People use these images for a variety of emotional manipulation tactics, two of them being blackmail and revenge. 

“Once an image, screenshot or video is distributed on social media, it can be seen by huge numbers of people in a very short period of time,” reports Cybersmile. “If explicit images or videos are seen by the victim’s peers – this could lead to them being ‘slut-shamed’ and can also potentially attract unwanted and possibly predacious attention, putting the victim in danger.”

Revenge porn is when you share someone else’s nudes on the internet without their consent or knowledge, and is a reason for online and in-person ridiculing. This is usually done by an ex partner or friend.

Blackmailing (otherwise known as sextortion) is relatively obvious in what it’s used for. It’s when someone threatens to spread the nudes that were sent to them to get what they want. It’s awful, stressful, and painfully common. 

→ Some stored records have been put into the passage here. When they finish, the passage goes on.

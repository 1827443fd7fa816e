// Copyright 2025 coScene
//
// Licensed under the Apache License, Version 2.0 (the "License");
// you may not use this file except in compliance with the License.
// You may obtain a copy of the License at
//
//     http://www.apache.org/licenses/LICENSE-2.0
//
// Unless required by applicable law or agreed to in writing, software
// distributed under the License is distributed on an "AS IS" BASIS,
// WITHOUT WARRANTIES OR CONDITIONS OF ANY KIND, either express or implied.
// See the License for the specific language governing permissions and
// limitations under the License.

use super::client::{ChannelView, Client, ClientChannel};
use super::protocol::Parameter;

/// Callbacks for client activity on a streaming server
///
/// Every method has a no-op default. Callbacks run on the connection's task, so
/// they are ordered per client, and must not block for long. They must not call
/// back into the context that owns the server's channels.
pub trait ServerListener: Send + Sync {
    /// A client published a message on one of its advertised channels.
    fn on_message_data(&self, _client: Client, _channel: &ClientChannel, _payload: &[u8]) {}

    /// A client subscribed to a server channel.
    fn on_subscribe(&self, _client: Client, _channel: ChannelView<'_>) {}

    /// A client unsubscribed from a server channel, or the channel was closed.
    fn on_unsubscribe(&self, _client: Client, _channel: ChannelView<'_>) {}

    fn on_client_advertise(&self, _client: Client, _channel: &ClientChannel) {}

    fn on_client_unadvertise(&self, _client: Client, _channel: &ClientChannel) {}

    /// Returns the current values of the requested parameters. An empty list of
    /// names requests all parameters.
    fn on_get_parameters(
        &self,
        _client: Client,
        _param_names: Vec<String>,
        _request_id: Option<&str>,
    ) -> Vec<Parameter> {
        Vec::new()
    }

    /// Applies parameter changes and returns the resulting values.
    fn on_set_parameters(
        &self,
        _client: Client,
        parameters: Vec<Parameter>,
        _request_id: Option<&str>,
    ) -> Vec<Parameter> {
        parameters
    }

    /// Called with the names that gained their first subscriber.
    fn on_parameters_subscribe(&self, _param_names: Vec<String>) {}

    /// Called with the names that lost their last subscriber.
    fn on_parameters_unsubscribe(&self, _param_names: Vec<String>) {}

    fn on_connection_graph_subscribe(&self) {}

    fn on_connection_graph_unsubscribe(&self) {}
}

Thankfully both revenge porn and sextortion are illegal, and you can press charges, whether you gave the photos with full consent or not. 

While sexting is something that is not restricted to one gender, the perception of sexting is often different between genders. 

Cornell University states “For boys, participating in sexting can damage their reputation among adults, but sending and receiving sexually explicit content can also bolster the reputation of males among their peers. 

The researchers found that girls’ reputations are more likely to be negatively impacted by sexting, generating feelings of disdain from adults and their peers.” 

In one study taken in 2016 in the United States, it was found that 51.5% of sexting participants were males, and 48.5% were females. However, there are many factors that go into these statistics, such as environment, family, friends, partners, and peer/relationship pressure, among others.

In some cases, peer and relationship pressure are the reasons nudes are sent, especially with teenagers.

“Teenage girls sometime receive pressure to engage in sexting from their friends, because they are involved in sexting themselves. If they are in a relationship, they could be made to feel like they should be sexting because ‘everybody else is doing it’.”

However, social pressure is not restricted to just girls.

“A majority of teenage boys will participate in sexting at some point,” Cybersmile states. “If someone has a group of friends that do ‘sext’ and they choose not to – their friends could ridicule them for not participating, thinking he has ‘something to hide.’ Boys can also be pressured by their girlfriend or boyfriend to engage in sexting in the same ways that a female can be pressured.”

Nudes can often be viewed as ‘cool’ or ‘adult’, resulting in many to act impulsively or be easily persuaded into partaking in sexting, although it is possible many will end up regretting the decision.